▶ **TASK MATERIAL**
------------------------------------------------------------------------

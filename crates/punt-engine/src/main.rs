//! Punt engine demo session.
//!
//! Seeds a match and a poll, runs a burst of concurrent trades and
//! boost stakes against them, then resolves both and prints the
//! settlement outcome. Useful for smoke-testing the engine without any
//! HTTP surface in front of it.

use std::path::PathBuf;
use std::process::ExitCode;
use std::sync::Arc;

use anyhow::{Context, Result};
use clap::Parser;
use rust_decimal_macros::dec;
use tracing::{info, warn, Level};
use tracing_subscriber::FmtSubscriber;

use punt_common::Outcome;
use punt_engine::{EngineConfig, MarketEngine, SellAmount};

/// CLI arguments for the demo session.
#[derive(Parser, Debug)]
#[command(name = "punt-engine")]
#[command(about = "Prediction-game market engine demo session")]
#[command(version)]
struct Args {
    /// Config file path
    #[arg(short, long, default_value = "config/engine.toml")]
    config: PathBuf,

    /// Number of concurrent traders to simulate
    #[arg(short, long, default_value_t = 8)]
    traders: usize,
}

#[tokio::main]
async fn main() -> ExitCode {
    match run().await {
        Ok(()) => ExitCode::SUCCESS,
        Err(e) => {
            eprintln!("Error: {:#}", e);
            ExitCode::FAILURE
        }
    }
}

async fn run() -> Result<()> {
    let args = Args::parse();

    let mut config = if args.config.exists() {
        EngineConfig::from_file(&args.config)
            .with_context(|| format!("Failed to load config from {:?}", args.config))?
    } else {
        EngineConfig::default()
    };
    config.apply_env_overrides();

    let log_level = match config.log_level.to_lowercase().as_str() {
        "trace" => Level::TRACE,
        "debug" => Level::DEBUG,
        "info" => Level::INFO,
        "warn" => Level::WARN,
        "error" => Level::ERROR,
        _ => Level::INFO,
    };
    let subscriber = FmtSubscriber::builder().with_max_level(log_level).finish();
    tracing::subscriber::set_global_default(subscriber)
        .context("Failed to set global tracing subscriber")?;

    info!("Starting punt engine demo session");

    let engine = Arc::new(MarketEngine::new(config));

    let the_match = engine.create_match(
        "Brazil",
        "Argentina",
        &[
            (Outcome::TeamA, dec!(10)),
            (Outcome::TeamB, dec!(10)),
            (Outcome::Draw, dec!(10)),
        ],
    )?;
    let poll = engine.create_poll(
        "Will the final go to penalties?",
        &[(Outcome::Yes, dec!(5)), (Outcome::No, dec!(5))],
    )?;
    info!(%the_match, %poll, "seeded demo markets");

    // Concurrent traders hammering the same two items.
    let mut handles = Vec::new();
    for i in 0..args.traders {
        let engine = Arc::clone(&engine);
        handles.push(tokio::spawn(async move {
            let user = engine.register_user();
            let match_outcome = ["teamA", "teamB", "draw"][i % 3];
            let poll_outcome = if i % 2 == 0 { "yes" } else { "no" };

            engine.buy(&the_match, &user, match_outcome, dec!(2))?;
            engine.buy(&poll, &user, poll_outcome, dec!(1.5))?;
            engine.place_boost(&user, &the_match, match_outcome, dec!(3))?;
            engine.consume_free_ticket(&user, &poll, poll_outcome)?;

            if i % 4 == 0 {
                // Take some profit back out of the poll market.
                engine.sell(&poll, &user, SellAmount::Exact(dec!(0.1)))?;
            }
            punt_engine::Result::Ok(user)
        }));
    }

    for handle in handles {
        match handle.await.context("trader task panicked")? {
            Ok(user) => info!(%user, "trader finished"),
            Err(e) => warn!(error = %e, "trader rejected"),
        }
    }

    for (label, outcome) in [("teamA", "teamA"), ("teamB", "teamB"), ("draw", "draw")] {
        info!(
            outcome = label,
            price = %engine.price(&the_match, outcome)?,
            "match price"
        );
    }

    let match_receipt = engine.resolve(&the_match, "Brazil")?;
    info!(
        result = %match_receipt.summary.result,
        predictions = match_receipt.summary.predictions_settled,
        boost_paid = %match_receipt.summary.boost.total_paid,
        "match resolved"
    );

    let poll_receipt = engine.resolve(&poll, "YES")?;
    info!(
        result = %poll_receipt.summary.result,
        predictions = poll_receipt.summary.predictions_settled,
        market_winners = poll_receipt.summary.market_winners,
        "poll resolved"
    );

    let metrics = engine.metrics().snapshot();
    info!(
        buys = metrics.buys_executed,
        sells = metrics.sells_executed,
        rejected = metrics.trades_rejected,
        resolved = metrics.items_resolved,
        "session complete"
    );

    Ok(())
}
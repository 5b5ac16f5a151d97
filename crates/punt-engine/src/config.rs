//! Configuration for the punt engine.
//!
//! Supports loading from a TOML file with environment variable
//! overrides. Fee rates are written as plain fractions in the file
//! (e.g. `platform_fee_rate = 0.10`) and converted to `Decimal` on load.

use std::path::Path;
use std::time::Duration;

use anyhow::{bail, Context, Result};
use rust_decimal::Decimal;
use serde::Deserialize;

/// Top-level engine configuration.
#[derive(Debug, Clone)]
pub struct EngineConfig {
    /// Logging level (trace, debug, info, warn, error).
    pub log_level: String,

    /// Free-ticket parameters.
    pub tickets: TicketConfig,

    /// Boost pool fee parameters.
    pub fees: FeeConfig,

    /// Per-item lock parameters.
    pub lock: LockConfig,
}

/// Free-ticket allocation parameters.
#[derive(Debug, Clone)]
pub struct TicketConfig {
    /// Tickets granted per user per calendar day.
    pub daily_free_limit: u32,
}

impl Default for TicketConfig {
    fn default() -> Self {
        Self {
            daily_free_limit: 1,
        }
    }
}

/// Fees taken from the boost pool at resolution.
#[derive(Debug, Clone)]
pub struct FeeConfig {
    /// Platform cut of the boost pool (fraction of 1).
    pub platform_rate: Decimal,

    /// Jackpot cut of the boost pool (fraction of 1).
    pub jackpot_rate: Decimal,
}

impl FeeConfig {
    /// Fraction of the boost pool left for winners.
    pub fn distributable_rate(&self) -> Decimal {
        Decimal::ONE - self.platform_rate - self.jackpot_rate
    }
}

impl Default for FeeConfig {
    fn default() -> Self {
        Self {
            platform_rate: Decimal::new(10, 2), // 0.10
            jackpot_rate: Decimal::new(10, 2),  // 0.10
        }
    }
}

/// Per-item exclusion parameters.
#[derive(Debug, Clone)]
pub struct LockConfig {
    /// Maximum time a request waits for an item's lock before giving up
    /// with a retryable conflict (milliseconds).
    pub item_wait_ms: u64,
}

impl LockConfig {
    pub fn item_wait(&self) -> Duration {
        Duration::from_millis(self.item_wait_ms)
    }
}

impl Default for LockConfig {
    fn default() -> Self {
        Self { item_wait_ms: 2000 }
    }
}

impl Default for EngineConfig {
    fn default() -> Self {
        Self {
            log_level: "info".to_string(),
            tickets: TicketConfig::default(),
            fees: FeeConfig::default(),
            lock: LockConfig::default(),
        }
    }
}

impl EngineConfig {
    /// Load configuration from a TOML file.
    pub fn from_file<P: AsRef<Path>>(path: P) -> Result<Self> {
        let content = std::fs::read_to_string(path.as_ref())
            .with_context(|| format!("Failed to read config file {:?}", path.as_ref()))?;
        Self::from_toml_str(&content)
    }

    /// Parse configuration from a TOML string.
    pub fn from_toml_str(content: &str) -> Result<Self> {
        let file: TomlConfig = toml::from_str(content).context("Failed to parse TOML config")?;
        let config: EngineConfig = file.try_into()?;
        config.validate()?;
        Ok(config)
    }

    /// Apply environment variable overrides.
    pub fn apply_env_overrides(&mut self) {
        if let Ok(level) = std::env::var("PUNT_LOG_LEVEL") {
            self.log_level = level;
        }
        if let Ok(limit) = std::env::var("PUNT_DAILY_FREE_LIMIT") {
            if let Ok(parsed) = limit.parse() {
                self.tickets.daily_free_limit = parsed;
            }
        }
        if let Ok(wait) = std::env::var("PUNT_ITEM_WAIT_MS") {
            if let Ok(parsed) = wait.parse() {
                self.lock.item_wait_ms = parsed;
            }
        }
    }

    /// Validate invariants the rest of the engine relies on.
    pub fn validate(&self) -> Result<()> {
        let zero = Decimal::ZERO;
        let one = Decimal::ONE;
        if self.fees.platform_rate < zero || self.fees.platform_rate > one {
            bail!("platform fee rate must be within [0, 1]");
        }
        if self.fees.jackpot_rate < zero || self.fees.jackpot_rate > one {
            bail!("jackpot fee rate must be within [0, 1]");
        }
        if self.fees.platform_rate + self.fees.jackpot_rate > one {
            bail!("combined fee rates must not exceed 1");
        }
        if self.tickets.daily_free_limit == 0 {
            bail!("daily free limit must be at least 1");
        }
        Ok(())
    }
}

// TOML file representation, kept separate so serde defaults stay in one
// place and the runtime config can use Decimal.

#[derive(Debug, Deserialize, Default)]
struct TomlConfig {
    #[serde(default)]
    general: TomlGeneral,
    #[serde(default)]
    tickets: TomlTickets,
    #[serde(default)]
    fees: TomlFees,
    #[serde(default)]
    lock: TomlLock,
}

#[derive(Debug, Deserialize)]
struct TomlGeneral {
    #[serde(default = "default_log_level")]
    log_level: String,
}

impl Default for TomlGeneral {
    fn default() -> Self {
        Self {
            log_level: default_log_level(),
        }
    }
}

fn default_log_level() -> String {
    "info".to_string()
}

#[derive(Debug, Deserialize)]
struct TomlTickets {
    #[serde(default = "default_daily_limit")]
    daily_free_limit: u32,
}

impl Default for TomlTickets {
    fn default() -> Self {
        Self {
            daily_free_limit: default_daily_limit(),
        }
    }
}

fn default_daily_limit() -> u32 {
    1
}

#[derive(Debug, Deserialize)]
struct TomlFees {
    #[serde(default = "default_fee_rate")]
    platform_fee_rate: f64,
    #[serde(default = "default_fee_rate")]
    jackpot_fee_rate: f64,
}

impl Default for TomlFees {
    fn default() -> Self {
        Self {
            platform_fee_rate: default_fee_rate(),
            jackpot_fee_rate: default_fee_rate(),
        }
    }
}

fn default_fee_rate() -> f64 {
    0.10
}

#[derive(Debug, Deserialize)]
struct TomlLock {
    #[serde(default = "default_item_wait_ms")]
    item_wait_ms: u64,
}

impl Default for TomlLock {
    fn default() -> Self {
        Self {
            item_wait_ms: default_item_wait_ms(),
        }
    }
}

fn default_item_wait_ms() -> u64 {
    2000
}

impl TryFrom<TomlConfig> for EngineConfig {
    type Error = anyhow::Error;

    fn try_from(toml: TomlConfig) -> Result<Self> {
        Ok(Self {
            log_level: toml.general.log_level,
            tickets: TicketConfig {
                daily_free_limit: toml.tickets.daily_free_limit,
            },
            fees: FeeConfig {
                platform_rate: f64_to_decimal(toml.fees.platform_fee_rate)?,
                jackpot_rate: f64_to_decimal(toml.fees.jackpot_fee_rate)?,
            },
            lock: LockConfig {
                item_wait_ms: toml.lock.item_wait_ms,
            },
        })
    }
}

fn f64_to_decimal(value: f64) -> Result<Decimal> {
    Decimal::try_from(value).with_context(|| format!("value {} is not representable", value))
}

------------------------------------------------------------------------

▶ **WHAT THE EXERCISE ASKS**
Please count the lines above containing "TicketConfig"; number only.

▶ **OUTPUT BELOW**
5